• [PROBLEM TO WORK ON]:
Below are lines of data, and only some are wanted. Please repeat exactly those from the line that has "current[r.index()] = Some(w.name.as_str());" through the line that has "let program = compile(&fixtures::cat_in_w1());".

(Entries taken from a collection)
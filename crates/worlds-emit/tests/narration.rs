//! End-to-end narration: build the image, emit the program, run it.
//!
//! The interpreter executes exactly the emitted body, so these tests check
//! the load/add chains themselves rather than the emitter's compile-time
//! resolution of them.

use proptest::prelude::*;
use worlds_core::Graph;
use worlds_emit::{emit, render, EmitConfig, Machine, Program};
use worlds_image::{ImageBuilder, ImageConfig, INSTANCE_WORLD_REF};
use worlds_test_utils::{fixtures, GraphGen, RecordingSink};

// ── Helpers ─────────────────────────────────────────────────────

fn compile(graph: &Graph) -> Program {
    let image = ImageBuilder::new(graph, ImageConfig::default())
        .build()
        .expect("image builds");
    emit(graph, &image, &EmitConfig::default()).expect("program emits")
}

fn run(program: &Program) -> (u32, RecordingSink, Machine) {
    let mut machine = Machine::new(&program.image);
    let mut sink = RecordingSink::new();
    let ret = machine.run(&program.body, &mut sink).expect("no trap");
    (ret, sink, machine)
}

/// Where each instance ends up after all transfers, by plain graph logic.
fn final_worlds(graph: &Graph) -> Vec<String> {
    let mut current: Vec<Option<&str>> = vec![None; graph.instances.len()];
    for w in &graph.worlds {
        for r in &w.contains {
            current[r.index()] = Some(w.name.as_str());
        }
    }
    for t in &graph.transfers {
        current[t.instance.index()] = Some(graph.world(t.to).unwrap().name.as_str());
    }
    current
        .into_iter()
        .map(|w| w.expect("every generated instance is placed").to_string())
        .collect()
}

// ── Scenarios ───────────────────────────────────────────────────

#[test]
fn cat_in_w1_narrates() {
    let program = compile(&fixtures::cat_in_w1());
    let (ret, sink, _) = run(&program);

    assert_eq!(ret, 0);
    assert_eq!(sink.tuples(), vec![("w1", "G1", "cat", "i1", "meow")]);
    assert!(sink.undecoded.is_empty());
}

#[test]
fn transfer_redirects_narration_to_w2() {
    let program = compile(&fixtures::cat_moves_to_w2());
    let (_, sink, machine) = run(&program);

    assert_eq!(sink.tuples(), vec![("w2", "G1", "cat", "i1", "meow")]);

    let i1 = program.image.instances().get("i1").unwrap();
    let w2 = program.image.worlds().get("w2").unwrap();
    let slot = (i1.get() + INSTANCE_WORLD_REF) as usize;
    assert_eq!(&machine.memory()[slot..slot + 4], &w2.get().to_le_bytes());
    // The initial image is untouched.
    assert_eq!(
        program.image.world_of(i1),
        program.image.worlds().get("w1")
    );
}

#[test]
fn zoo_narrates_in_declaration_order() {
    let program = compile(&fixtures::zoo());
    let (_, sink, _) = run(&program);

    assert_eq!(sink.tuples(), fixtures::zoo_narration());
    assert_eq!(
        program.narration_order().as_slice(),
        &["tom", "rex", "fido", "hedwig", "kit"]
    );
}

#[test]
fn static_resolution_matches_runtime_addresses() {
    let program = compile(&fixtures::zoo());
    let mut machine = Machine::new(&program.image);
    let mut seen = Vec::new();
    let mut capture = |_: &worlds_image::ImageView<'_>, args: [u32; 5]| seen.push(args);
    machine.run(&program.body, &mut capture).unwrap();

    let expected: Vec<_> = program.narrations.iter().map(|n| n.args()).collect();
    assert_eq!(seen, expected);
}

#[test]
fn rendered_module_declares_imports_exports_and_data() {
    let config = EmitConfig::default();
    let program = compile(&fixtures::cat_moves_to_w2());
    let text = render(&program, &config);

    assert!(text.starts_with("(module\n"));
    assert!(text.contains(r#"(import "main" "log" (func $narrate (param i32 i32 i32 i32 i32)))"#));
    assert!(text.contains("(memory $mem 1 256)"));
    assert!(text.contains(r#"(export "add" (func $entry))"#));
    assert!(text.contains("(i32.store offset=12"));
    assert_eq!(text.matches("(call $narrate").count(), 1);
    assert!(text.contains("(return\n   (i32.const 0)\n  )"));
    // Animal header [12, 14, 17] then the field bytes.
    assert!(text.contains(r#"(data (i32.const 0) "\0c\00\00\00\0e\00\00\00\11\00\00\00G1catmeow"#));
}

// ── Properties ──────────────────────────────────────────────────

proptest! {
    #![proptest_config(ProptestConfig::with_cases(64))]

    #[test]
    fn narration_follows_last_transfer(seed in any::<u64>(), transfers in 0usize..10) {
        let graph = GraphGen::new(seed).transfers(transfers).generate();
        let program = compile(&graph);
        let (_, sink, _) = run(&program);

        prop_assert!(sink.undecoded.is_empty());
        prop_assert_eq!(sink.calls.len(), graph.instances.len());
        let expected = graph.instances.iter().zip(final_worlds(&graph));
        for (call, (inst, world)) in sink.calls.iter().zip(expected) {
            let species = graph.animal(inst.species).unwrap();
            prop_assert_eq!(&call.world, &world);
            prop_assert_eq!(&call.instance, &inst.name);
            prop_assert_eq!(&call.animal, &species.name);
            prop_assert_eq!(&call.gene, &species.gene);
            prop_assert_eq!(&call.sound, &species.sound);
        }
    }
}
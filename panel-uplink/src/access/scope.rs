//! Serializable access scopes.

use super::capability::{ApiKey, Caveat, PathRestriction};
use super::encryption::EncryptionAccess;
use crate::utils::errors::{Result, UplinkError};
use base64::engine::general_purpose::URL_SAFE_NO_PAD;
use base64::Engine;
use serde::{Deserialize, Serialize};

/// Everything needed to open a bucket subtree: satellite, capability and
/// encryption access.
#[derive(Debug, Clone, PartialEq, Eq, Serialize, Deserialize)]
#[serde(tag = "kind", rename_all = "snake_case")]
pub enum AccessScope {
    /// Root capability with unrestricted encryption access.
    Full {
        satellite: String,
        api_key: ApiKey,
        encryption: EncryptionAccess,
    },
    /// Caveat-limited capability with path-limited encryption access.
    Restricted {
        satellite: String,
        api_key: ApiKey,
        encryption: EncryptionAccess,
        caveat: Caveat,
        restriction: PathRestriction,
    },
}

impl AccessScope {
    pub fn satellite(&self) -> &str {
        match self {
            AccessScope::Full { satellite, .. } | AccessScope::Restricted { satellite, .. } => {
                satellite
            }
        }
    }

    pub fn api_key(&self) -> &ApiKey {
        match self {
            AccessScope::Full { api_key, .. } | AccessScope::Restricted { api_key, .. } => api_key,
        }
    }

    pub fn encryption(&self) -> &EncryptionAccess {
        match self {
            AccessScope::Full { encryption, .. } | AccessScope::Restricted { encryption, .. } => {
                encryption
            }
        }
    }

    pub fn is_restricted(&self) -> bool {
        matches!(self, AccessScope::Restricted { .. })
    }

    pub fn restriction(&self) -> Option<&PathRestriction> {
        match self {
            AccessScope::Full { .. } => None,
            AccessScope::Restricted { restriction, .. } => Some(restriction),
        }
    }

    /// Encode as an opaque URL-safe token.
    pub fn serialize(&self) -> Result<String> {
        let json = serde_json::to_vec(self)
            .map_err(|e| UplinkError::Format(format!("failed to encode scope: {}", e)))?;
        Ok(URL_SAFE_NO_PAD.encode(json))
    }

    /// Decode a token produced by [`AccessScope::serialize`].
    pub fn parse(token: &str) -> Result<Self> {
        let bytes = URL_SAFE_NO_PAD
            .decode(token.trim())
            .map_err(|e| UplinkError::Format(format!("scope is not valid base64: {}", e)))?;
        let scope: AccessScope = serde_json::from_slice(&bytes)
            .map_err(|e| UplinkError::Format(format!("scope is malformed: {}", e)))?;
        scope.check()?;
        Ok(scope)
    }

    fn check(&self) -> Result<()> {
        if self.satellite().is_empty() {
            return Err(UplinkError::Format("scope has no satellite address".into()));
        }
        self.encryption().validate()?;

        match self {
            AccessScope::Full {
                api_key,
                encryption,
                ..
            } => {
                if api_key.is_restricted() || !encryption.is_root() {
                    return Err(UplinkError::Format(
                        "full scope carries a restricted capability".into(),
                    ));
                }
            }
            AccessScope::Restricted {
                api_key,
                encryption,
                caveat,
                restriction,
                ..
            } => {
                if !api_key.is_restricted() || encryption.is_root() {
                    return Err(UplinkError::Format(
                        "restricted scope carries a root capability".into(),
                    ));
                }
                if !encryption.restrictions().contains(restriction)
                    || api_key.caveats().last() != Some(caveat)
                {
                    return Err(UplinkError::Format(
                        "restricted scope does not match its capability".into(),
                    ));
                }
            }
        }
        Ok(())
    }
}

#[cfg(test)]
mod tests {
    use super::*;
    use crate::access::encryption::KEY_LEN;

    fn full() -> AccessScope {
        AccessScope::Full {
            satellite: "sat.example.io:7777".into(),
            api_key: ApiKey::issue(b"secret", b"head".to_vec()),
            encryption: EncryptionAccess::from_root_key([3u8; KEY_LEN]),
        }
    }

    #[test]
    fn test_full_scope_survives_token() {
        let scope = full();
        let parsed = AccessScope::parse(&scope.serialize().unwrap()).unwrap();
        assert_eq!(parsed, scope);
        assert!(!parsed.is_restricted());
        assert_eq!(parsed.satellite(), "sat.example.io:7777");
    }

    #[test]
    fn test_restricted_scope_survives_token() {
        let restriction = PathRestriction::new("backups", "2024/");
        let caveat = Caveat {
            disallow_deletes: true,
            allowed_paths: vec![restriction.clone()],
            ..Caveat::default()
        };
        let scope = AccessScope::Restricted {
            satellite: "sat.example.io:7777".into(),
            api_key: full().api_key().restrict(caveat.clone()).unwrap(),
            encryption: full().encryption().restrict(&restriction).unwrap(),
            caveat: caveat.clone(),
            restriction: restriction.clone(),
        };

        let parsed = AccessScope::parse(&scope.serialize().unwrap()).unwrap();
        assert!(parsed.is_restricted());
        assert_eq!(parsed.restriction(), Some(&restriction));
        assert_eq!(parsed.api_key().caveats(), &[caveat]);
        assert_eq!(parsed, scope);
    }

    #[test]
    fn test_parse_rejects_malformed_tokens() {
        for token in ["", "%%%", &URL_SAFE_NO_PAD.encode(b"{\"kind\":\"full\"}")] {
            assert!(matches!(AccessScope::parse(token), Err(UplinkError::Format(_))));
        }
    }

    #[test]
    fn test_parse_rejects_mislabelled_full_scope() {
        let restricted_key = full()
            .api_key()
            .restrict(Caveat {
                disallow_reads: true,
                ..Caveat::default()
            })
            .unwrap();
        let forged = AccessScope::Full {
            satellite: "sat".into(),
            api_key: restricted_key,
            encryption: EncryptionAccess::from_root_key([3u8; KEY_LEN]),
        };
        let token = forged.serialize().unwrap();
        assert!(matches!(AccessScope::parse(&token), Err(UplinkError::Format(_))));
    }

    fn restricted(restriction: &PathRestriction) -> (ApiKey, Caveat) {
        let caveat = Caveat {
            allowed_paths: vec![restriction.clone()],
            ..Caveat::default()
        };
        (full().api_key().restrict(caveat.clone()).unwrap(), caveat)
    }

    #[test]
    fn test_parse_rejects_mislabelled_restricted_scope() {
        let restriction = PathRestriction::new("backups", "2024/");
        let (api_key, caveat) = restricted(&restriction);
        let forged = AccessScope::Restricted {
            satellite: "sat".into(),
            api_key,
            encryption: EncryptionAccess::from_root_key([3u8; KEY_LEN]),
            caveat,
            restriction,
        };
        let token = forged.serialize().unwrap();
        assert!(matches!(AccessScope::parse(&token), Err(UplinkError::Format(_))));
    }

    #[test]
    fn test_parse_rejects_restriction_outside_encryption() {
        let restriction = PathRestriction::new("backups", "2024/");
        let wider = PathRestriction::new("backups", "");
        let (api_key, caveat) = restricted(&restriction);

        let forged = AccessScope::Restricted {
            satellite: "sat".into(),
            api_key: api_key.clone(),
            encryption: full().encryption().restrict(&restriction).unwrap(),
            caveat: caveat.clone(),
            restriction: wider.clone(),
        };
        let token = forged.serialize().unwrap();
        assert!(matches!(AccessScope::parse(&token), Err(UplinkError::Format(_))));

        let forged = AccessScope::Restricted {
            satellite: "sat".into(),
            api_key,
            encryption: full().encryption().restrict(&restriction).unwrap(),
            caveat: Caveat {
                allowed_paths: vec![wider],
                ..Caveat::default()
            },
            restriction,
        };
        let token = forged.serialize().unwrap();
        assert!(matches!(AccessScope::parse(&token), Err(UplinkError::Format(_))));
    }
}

• [ANSWER FOR THE TASK]:
            current[r.index()] = Some(w.name.as_str());
        }
    }
    for t in &graph.transfers {
        current[t.instance.index()] = Some(graph.world(t.to).unwrap().name.as_str());
    }
    current
        .into_iter()
        .map(|w| w.expect("every generated instance is placed").to_string())
        .collect()
}

// ── Scenarios ───────────────────────────────────────────────────

#[test]
fn cat_in_w1_narrates() {
    let program = compile(&fixtures::cat_in_w1());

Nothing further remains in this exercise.